======== Data for processing
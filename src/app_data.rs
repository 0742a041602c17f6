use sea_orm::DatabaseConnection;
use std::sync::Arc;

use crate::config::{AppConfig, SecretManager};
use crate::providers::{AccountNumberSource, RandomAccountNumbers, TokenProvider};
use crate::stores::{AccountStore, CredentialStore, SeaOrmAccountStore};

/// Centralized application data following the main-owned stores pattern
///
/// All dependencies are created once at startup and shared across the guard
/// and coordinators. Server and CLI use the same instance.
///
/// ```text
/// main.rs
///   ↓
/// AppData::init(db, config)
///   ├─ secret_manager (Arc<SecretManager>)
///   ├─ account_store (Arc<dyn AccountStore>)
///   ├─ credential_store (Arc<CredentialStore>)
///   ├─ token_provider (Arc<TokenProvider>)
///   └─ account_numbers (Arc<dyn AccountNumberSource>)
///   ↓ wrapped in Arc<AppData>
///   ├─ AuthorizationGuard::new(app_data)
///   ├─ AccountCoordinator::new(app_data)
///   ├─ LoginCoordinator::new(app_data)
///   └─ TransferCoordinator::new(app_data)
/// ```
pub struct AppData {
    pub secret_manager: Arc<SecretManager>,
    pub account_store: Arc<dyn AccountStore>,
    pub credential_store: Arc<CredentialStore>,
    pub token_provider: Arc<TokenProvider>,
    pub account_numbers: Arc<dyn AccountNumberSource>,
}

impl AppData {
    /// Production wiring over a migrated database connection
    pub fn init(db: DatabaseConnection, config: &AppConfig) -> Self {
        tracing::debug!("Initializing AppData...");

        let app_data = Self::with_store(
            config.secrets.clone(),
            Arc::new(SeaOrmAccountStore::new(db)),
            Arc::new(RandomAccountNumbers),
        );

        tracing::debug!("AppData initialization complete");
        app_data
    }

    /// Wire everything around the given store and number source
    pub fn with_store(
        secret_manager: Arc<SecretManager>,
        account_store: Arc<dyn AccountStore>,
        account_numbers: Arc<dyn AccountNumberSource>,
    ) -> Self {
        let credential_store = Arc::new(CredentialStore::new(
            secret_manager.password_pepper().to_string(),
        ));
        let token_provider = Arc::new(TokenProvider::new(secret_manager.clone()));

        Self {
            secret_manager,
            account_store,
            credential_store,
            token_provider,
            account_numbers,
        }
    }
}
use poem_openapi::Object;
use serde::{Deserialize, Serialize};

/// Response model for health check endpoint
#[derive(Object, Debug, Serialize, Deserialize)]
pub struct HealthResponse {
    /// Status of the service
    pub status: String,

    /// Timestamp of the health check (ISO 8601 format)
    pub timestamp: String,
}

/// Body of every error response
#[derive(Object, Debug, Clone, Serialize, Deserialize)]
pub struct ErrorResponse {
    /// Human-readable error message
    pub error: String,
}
================
======== Data for processing
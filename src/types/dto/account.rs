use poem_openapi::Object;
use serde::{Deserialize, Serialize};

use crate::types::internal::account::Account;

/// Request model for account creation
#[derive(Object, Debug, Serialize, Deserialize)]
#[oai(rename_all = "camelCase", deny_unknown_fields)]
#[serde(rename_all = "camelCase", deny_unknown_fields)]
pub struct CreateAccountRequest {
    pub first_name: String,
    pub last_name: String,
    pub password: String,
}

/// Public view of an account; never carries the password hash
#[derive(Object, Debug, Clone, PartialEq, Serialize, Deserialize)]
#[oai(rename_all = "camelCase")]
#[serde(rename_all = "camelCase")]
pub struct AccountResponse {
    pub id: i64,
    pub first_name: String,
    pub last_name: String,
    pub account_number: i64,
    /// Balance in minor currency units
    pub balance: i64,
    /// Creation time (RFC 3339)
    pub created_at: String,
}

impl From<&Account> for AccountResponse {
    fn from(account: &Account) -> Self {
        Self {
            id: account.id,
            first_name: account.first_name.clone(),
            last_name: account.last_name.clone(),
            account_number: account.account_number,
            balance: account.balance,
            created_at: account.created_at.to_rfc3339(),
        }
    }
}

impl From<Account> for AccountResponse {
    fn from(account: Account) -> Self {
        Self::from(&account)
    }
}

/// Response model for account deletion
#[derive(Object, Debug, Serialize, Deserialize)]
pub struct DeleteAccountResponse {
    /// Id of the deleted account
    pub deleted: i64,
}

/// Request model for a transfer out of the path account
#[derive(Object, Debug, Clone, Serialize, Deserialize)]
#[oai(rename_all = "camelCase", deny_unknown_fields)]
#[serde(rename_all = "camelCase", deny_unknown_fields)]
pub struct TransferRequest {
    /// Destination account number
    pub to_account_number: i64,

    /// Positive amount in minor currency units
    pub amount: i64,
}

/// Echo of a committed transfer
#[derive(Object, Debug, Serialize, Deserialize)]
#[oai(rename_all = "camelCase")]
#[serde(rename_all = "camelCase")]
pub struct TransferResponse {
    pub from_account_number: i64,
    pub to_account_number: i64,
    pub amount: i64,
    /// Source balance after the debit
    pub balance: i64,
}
================
======== Data for processing
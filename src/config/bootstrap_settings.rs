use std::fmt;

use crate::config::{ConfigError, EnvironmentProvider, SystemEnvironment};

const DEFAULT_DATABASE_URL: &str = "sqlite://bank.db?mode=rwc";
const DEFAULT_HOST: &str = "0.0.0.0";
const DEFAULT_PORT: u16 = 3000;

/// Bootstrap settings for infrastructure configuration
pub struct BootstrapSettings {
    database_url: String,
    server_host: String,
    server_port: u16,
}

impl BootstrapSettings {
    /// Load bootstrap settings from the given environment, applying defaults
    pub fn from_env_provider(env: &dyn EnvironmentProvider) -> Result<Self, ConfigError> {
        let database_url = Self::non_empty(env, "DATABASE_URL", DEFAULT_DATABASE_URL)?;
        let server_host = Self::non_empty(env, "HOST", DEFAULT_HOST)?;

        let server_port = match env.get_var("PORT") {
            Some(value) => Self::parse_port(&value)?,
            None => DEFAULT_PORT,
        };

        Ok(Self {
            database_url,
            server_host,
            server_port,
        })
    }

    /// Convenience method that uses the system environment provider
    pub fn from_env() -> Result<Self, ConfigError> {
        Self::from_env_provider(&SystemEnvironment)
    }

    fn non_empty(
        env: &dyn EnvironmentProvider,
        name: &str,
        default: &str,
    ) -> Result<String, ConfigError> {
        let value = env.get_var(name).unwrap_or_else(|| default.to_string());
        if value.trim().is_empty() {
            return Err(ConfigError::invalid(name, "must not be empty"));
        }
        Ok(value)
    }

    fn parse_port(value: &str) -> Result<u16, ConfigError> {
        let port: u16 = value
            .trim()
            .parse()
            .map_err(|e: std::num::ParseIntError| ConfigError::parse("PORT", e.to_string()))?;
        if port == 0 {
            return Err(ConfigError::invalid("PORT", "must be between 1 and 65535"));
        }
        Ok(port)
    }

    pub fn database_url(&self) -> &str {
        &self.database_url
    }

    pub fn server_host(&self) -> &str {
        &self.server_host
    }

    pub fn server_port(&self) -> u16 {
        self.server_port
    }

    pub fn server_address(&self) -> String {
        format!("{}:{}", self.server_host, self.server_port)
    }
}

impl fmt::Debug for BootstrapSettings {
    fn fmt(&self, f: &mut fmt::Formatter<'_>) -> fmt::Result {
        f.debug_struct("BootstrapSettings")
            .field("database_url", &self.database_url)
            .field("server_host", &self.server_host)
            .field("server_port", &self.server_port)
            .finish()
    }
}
================
• Exercise prompt
Show the lines of the data that hold the word "given".

• Result for this exercise
    /// Wire everything around the given store and number source
    /// Load bootstrap settings from the given environment, applying defaults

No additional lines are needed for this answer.